§ **EXERCISE INSTRUCTIONS**
Begin with the line containing "let s = cast_hash_str(path, value)?;" and end with the last line of the data below; return those lines exactly, and only those.

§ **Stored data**
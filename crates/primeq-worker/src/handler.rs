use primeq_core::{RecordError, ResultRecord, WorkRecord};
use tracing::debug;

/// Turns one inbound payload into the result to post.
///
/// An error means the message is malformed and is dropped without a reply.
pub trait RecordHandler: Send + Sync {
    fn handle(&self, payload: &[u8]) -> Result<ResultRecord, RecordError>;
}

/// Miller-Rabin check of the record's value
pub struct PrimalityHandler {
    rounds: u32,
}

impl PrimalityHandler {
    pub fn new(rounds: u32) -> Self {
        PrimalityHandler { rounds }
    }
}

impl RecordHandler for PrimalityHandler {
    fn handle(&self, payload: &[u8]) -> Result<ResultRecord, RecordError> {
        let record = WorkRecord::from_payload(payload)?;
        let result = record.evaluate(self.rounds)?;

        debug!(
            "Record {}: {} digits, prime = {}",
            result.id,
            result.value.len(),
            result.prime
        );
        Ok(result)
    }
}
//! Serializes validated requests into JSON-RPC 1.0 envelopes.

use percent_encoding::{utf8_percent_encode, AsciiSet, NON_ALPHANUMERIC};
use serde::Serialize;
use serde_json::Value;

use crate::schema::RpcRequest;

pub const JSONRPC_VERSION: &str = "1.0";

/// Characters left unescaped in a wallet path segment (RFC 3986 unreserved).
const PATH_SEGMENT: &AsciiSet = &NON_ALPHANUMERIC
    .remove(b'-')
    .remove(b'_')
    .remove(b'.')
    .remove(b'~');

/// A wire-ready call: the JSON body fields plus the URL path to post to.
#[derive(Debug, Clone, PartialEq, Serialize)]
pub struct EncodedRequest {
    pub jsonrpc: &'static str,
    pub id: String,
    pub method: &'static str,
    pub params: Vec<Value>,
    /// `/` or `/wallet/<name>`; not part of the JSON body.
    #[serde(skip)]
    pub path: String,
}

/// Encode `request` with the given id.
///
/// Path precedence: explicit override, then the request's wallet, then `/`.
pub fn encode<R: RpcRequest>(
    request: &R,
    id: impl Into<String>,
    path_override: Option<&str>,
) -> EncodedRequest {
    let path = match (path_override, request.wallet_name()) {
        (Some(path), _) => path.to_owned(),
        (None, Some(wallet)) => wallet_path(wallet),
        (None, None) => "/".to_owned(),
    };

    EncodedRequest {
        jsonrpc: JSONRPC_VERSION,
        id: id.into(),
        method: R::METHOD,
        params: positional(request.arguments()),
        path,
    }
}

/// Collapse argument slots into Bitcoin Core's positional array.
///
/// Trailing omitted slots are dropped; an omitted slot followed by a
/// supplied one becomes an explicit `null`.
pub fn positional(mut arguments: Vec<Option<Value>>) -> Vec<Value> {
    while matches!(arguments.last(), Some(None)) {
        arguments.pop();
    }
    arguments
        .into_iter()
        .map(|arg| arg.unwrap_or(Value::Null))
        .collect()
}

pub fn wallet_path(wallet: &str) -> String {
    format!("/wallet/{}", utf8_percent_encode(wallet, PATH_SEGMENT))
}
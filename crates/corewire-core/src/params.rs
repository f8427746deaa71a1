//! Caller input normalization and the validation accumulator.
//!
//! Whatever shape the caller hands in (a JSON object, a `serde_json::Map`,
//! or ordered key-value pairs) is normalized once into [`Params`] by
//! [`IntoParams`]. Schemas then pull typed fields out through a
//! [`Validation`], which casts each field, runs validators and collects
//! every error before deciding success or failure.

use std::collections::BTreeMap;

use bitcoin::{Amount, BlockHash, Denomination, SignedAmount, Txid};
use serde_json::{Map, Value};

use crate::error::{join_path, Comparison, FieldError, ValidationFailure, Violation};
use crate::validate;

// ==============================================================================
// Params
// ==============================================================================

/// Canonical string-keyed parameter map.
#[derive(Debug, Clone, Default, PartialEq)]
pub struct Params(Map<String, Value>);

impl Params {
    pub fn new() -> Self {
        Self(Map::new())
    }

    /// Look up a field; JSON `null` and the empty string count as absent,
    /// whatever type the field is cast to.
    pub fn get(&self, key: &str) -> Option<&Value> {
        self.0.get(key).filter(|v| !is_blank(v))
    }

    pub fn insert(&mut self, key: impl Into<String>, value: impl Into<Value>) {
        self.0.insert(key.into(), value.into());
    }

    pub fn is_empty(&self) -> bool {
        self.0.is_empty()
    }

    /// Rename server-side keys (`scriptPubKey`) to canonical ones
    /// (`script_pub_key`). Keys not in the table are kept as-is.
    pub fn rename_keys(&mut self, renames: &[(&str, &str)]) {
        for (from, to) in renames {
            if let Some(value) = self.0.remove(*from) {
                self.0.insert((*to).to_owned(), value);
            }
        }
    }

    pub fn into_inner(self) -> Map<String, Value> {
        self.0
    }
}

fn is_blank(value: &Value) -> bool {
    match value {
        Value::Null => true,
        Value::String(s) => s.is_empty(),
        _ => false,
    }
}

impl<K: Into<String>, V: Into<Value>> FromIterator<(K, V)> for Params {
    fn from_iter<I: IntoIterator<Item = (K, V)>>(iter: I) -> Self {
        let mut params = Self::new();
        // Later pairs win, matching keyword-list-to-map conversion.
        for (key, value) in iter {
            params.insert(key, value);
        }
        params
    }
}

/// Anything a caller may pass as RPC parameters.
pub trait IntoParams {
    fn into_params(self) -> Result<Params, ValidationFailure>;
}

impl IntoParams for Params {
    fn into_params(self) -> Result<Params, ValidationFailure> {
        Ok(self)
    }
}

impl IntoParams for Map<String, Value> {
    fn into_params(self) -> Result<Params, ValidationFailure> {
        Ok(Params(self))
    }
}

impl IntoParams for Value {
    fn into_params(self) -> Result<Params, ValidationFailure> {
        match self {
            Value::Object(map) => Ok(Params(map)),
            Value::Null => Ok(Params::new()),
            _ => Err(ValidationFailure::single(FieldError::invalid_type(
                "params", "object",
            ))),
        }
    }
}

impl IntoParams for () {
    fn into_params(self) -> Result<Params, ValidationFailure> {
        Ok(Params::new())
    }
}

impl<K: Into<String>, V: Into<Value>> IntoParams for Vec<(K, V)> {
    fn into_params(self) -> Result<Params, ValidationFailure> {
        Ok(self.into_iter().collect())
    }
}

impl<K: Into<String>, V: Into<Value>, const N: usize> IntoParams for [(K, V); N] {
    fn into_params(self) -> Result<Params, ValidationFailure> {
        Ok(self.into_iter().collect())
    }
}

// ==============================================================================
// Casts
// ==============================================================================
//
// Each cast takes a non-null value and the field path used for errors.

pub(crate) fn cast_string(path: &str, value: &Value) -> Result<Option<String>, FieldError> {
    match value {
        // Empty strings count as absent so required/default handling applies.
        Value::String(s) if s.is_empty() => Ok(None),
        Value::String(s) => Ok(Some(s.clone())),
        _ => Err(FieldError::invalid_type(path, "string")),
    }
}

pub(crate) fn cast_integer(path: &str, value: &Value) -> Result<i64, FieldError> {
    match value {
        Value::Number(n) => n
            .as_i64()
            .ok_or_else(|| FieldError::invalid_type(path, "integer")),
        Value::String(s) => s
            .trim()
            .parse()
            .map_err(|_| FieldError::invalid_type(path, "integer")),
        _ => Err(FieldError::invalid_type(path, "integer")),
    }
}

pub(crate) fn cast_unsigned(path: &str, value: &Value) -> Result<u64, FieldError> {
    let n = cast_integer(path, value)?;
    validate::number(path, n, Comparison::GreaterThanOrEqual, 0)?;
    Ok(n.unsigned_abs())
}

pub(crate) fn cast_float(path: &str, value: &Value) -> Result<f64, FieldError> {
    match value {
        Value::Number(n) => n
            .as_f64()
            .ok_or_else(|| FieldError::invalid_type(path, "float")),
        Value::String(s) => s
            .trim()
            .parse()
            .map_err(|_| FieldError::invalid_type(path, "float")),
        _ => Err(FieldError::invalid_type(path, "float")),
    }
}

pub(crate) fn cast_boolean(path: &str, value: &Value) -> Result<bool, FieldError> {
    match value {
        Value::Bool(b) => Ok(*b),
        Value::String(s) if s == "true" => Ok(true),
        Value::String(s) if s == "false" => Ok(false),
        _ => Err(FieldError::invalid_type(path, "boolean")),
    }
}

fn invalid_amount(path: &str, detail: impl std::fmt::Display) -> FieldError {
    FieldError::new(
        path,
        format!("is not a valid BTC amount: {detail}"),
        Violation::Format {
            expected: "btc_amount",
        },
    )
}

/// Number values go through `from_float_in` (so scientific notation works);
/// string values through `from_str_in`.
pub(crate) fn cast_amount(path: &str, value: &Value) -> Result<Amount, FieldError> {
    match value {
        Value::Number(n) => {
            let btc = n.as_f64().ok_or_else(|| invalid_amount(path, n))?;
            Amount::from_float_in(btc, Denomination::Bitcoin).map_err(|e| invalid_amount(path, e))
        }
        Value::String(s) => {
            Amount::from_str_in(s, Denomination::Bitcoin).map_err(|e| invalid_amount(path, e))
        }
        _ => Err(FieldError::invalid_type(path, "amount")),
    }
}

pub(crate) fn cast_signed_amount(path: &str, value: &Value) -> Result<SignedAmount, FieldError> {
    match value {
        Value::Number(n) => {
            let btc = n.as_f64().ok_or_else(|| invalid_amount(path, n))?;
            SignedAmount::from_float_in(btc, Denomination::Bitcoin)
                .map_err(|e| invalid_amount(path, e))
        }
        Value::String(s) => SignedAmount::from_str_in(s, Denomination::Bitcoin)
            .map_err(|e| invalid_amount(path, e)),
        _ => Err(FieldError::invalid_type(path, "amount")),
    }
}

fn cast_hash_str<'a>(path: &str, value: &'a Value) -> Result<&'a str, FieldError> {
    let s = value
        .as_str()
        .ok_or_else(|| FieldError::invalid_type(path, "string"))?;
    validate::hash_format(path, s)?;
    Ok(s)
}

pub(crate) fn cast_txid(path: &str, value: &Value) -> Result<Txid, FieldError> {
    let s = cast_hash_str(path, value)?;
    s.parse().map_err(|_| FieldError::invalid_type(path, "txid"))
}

§ **SOLVED EXERCISE**
    let s = cast_hash_str(path, value)?;
    s.parse().map_err(|_| FieldError::invalid_type(path, "txid"))
}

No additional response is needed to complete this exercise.